Reproducible privacy check
Verify local image conversion with the Network panel
“Runs in your browser” should be testable. Browser developer tools can show whether selecting and converting a file causes an upload, while also revealing ordinary page assets and privacy-safe product analytics.
Network verification, step by step
Open a fresh private window
This reduces interference from extensions and existing tabs. Load the converter before choosing a sensitive file.
Open developer tools → Network
Enable Preserve log, clear the list, and keep the panel open. Do not disable the network yet; first observe normal behavior.
Choose a harmless test image
Use a synthetic or public fixture, not a private photo, for the first check. Note its file size and give it a distinctive local filename.
Convert and download
Watch requests created after selection, during conversion, and when downloading. Inspect request method, domain, type, size, headers, and payload.
Search for private values
Search request URLs and payloads for the distinctive filename. File bytes, data URLs, blob contents, and exact private dimensions should not appear.
Repeat while offline
After the page and required decoder assets are loaded, switch DevTools to Offline and retry. A successful run is strong evidence that conversion itself is local, though first-load assets may still require a network.
What you may still see
Normal page traffic
- HTML, JavaScript, CSS, fonts, icons, and decoder/WASM assets.

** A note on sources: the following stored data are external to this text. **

//! Telemetry subsystem documents
//!
//! Typed mirrors of the JSON documents published by the telemetry server.
//! Every document is wrapped in a single top-level key named after its
//! subsystem (`{"uia": {...}}`, `{"dcu": {...}}`, ...) and is always replaced
//! wholesale.
//!
//! Fields that a procedure gate reads are required; a document missing one
//! of them fails to deserialize instead of silently reading as `false`/`0`.
//! Vitals nothing gates on default to zero.

use serde::{Deserialize, Serialize};

/// Suit slot selecting the per-EVA record inside a document.
#[derive(
    Debug, Clone, Copy, PartialEq, Eq, Hash, Default, Serialize, Deserialize, clap::ValueEnum,
)]
#[serde(rename_all = "lowercase")]
pub enum EvaSlot {
    /// First suit (`eva1`, shown to the operator as EV-1).
    #[default]
    Eva1,
    /// Second suit (`eva2`, shown to the operator as EV-2).
    Eva2,
}

impl EvaSlot {
    /// Operator-facing suit label (`EV-1` / `EV-2`).
    #[must_use]
    pub const fn label(self) -> &'static str {
        match self {
            Self::Eva1 => "EV-1",
            Self::Eva2 => "EV-2",
        }
    }

    /// Suit number (1 or 2).
    #[must_use]
    pub const fn number(self) -> u8 {
        match self {
            Self::Eva1 => 1,
            Self::Eva2 => 2,
        }
    }
}

impl std::fmt::Display for EvaSlot {
    fn fmt(&self, f: &mut std::fmt::Formatter<'_>) -> std::fmt::Result {
        write!(f, "eva{}", self.number())
    }
}

// ============================================================================
// UIA
// ============================================================================

/// Umbilical interface assembly document.
#[derive(Debug, Clone, PartialEq, Eq, Default, Serialize, Deserialize)]
pub struct UiaDocument {
    /// Switch states.
    pub uia: UiaState,
}

/// UIA switch panel.
#[derive(Debug, Clone, PartialEq, Eq, Default, Serialize, Deserialize)]
#[allow(clippy::struct_excessive_bools)]
pub struct UiaState {
    pub eva1_power: bool,
    pub eva1_oxy: bool,
    pub eva1_water_supply: bool,
    pub eva1_water_waste: bool,
    pub eva2_power: bool,
    pub eva2_oxy: bool,
    pub eva2_water_supply: bool,
    pub eva2_water_waste: bool,
    pub oxy_vent: bool,
    pub depress: bool,
}

impl UiaState {
    /// EMU power switch for a suit.
    #[must_use]
    pub const fn power(&self, slot: EvaSlot) -> bool {
        match slot {
            EvaSlot::Eva1 => self.eva1_power,
            EvaSlot::Eva2 => self.eva2_power,
        }
    }

    /// Mutable EMU power switch for a suit.
    pub const fn power_mut(&mut self, slot: EvaSlot) -> &mut bool {
        match slot {
            EvaSlot::Eva1 => &mut self.eva1_power,
            EvaSlot::Eva2 => &mut self.eva2_power,
        }
    }

    /// Oxygen supply switch for a suit.
    #[must_use]
    pub const fn oxy(&self, slot: EvaSlot) -> bool {
        match slot {
            EvaSlot::Eva1 => self.eva1_oxy,
            EvaSlot::Eva2 => self.eva2_oxy,
        }
    }

    /// Water supply valve for a suit.
    #[must_use]
    pub const fn water_supply(&self, slot: EvaSlot) -> bool {
        match slot {
            EvaSlot::Eva1 => self.eva1_water_supply,
            EvaSlot::Eva2 => self.eva2_water_supply,
        }
    }

    /// Water waste valve for a suit.
    #[must_use]
    pub const fn water_waste(&self, slot: EvaSlot) -> bool {
        match slot {
            EvaSlot::Eva1 => self.eva1_water_waste,
            EvaSlot::Eva2 => self.eva2_water_waste,
        }
    }

    /// Mutable water waste valve for a suit.
    pub const fn water_waste_mut(&mut self, slot: EvaSlot) -> &mut bool {
        match slot {
            EvaSlot::Eva1 => &mut self.eva1_water_waste,
            EvaSlot::Eva2 => &mut self.eva2_water_waste,
        }
    }
}

// ============================================================================
// DCU
// ============================================================================

/// Display and control unit document.
#[derive(Debug, Clone, PartialEq, Eq, Default, Serialize, Deserialize)]
pub struct DcuDocument {
    /// Per-suit switch states.
    pub dcu: DcuState,
}

/// DCU switch states for both suits.
#[derive(Debug, Clone, PartialEq, Eq, Default, Serialize, Deserialize)]
pub struct DcuState {
    pub eva1: DcuEva,
    pub eva2: DcuEva,
}

impl DcuState {
    /// Switch record for a suit.
    #[must_use]
    pub const fn eva(&self, slot: EvaSlot) -> &DcuEva {
        match slot {
            EvaSlot::Eva1 => &self.eva1,
            EvaSlot::Eva2 => &self.eva2,
        }
    }

    /// Mutable switch record for a suit.
    pub const fn eva_mut(&mut self, slot: EvaSlot) -> &mut DcuEva {
        match slot {
            EvaSlot::Eva1 => &mut self.eva1,
            EvaSlot::Eva2 => &mut self.eva2,
        }
    }
}

/// DCU switches of one suit.
///
/// `batt`: umbilical (`true`) / local. `oxy`, `fan`: primary / secondary.
/// `comm`, `co2`: A / B. `pump`: open / closed.
#[derive(Debug, Clone, Copy, PartialEq, Eq, Default, Serialize, Deserialize)]
#[allow(clippy::struct_excessive_bools)]
pub struct DcuEva {
    pub batt: bool,
    pub oxy: bool,
    pub comm: bool,
    pub fan: bool,
    pub pump: bool,
    pub co2: bool,
}

// ============================================================================
// Telemetry
// ============================================================================

/// Suit vitals document.
#[derive(Debug, Clone, PartialEq, Default, Serialize, Deserialize)]
pub struct TelemetryDocument {
    /// Vitals for both suits.
    pub telemetry: TelemetryState,
}

/// Vitals for both suits plus the EVA clock.
#[derive(Debug, Clone, PartialEq, Default, Serialize, Deserialize)]
pub struct TelemetryState {
    #[serde(default)]
    pub eva_time: f64,
    pub eva1: EvaTelemetry,
    pub eva2: EvaTelemetry,
}

impl TelemetryState {
    /// Vitals for a suit.
    #[must_use]
    pub const fn eva(&self, slot: EvaSlot) -> &EvaTelemetry {
        match slot {
            EvaSlot::Eva1 => &self.eva1,
            EvaSlot::Eva2 => &self.eva2,
        }
    }

    /// Mutable vitals for a suit.
    pub const fn eva_mut(&mut self, slot: EvaSlot) -> &mut EvaTelemetry {
        match slot {
            EvaSlot::Eva1 => &mut self.eva1,
            EvaSlot::Eva2 => &mut self.eva2,
        }
    }
}

/// Vitals of one suit.
#[derive(Debug, Clone, PartialEq, Default, Serialize, Deserialize)]
pub struct EvaTelemetry {
    pub oxy_pri_storage: f64,
    pub oxy_sec_storage: f64,
    pub coolant_ml: f64,
    #[serde(default)]
    pub oxy_pri_pressure: f64,
    #[serde(default)]
    pub oxy_sec_pressure: f64,
    #[serde(default)]
    pub batt_time_left: f64,
    #[serde(default)]
    pub oxy_time_left: f64,
    #[serde(default)]
    pub heart_rate: f64,
    #[serde(default)]
    pub oxy_consumption: f64,
    #[serde(default)]
    pub co2_production: f64,
    #[serde(default)]
    pub suit_pressure_oxy: f64,
    #[serde(default)]
    pub suit_pressure_co2: f64,
    #[serde(default)]
    pub suit_pressure_other: f64,
    #[serde(default)]
    pub suit_pressure_total: f64,
    #[serde(default)]
    pub fan_pri_rpm: f64,
    #[serde(default)]
    pub fan_sec_rpm: f64,
    #[serde(default)]
    pub helmet_pressure_co2: f64,
    #[serde(default)]
    pub scrubber_a_co2_storage: f64,
    #[serde(default)]
    pub scrubber_b_co2_storage: f64,
    #[serde(default)]
    pub temperature: f64,
    #[serde(default)]
    pub coolant_gas_pressure: f64,
    #[serde(default)]
    pub coolant_liquid_pressure: f64,
}

// ============================================================================
// Auxiliary subsystems (stored, not gated on)
// ============================================================================

/// Rover position document.
#[derive(Debug, Clone, PartialEq, Default, Serialize, Deserialize)]
pub struct RoverDocument {
    pub rover: RoverState,
}

/// Rover position and last scanned marker.
#[derive(Debug, Clone, PartialEq, Default, Serialize, Deserialize)]
pub struct RoverState {
    pub posx: f64,
    pub posy: f64,
    pub qr_id: i64,
}

/// Spectrometer scan document.
#[derive(Debug, Clone, PartialEq, Default, Serialize, Deserialize)]
pub struct SpecDocument {
    pub spec: SpecState,
}

/// Latest sample scan per suit.
#[derive(Debug, Clone, PartialEq, Default, Serialize, Deserialize)]
pub struct SpecState {
    pub eva1: EvaSpec,
    pub eva2: EvaSpec,
}

/// One rock sample scan.
#[derive(Debug, Clone, PartialEq, Default, Serialize, Deserialize)]
pub struct EvaSpec {
    pub name: String,
    pub id: i64,
    pub data: SpecComposition,
}

/// Oxide composition of a sample, in weight percent.
#[derive(Debug, Clone, PartialEq, Default, Serialize, Deserialize)]
pub struct SpecComposition {
    #[serde(rename = "SiO2")]
    pub sio2: f64,
    #[serde(rename = "TiO2")]
    pub tio2: f64,
    #[serde(rename = "Al2O3")]
    pub al2o3: f64,
    #[serde(rename = "FeO")]
    pub feo: f64,
    #[serde(rename = "MnO")]
    pub mno: f64,
    #[serde(rename = "MgO")]
    pub mgo: f64,
    #[serde(rename = "CaO")]
    pub cao: f64,
    #[serde(rename = "K2O")]
    pub k2o: f64,
    #[serde(rename = "P2O3")]
    pub p2o3: f64,
}

/// Inertial position document.
#[derive(Debug, Clone, PartialEq, Default, Serialize, Deserialize)]
pub struct ImuDocument {
    pub imu: ImuState,
}

/// Position and heading per suit.
#[derive(Debug, Clone, PartialEq, Default, Serialize, Deserialize)]
pub struct ImuState {
    pub eva1: ImuEva,
    pub eva2: ImuEva,
}

/// Position and heading of one suit.
#[derive(Debug, Clone, Copy, PartialEq, Default, Serialize, Deserialize)]
pub struct ImuEva {
    pub posx: f64,
    pub posy: f64,
    pub heading: f64,
}

/// Communications tower document.
#[derive(Debug, Clone, PartialEq, Eq, Default, Serialize, Deserialize)]
pub struct CommDocument {
    pub comm: CommState,
}

/// Communications tower status.
#[derive(Debug, Clone, Copy, PartialEq, Eq, Default, Serialize, Deserialize)]
pub struct CommState {
    pub comm_tower: bool,
}

#[cfg(test)]
mod tests {
    use super::*;

    #[test]
    fn uia_document_round_trips_wire_names() {
        let json = r#"{"uia":{"eva1_power":true,"eva1_oxy":false,"eva1_water_supply":false,
            "eva1_water_waste":true,"eva2_power":false,"eva2_oxy":false,
            "eva2_water_supply":false,"eva2_water_waste":false,"oxy_vent":true,"depress":false}}"#;
        let doc: UiaDocument = serde_json::from_str(json).unwrap();
        assert!(doc.uia.power(EvaSlot::Eva1));
        assert!(doc.uia.water_waste(EvaSlot::Eva1));
        assert!(!doc.uia.water_waste(EvaSlot::Eva2));
        assert!(doc.uia.oxy_vent);
    }

    #[test]
    fn uia_document_requires_every_switch() {
        let json = r#"{"uia":{"eva1_power":true}}"#;
        assert!(serde_json::from_str::<UiaDocument>(json).is_err());
    }

    #[test]
    fn telemetry_defaults_vitals_but_requires_gated_fields() {
        let json = r#"{"telemetry":{
            "eva1":{"oxy_pri_storage":42.0,"oxy_sec_storage":7.5,"coolant_ml":3.0},
            "eva2":{"oxy_pri_storage":0,"oxy_sec_storage":0,"coolant_ml":0}}}"#;
        let doc: TelemetryDocument = serde_json::from_str(json).unwrap();
        let eva1 = doc.telemetry.eva(EvaSlot::Eva1);
        assert!((eva1.oxy_pri_storage - 42.0).abs() < f64::EPSILON);
        assert!((eva1.heart_rate).abs() < f64::EPSILON);
        assert!((doc.telemetry.eva_time).abs() < f64::EPSILON);

        let missing = r#"{"telemetry":{"eva1":{"oxy_pri_storage":1},"eva2":{}}}"#;
        assert!(serde_json::from_str::<TelemetryDocument>(missing).is_err());
    }

    #[test]
    fn spec_composition_uses_oxide_names() {
        let json = r#"{"spec":{
            "eva1":{"name":"basalt","id":3,"data":{"SiO2":45.1,"TiO2":1.2,"Al2O3":10.0,
                "FeO":12.0,"MnO":0.2,"MgO":9.1,"CaO":10.3,"K2O":0.1,"P2O3":0.3}},
            "eva2":{"name":"","id":0,"data":{"SiO2":0,"TiO2":0,"Al2O3":0,
                "FeO":0,"MnO":0,"MgO":0,"CaO":0,"K2O":0,"P2O3":0}}}}"#;
        let doc: SpecDocument = serde_json::from_str(json).unwrap();
        assert_eq!(doc.spec.eva1.name, "basalt");
        assert!((doc.spec.eva1.data.sio2 - 45.1).abs() < f64::EPSILON);
    }

    #[test]
    fn eva_slot_labels() {
        assert_eq!(EvaSlot::Eva1.label(), "EV-1");
        assert_eq!(EvaSlot::Eva2.label(), "EV-2");
        assert_eq!(EvaSlot::Eva2.to_string(), "eva2");
        assert_eq!(EvaSlot::default(), EvaSlot::Eva1);
    }
}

- Coarse page-view or interaction events with no filename, file bytes, content, or exact private dimensions.
- Navigation requests when you deliberately move to another page.
Evidence of an upload
- A POST/PUT request whose payload size tracks the chosen file.
- Multipart form data, base64, binary request bodies, blob content, or a file storage URL.
- The local filename or exact private dimensions in analytics or error payloads.
UnHeic’s stated boundary
Converter file bytes are intended to stay inside the browser tab. The site may measure coarse events such as a detector success, unknown result, conversion completion, cancellation, output switch, or download. Those events must not include filenames, file content, raw bytes, data URLs, object URLs, exact private dimensions, EXIF values, or GPS data.
A browser crash report or extension can create a separate boundary. Use a current browser, review extensions, and avoid treating any web tool as an absolute privacy guarantee.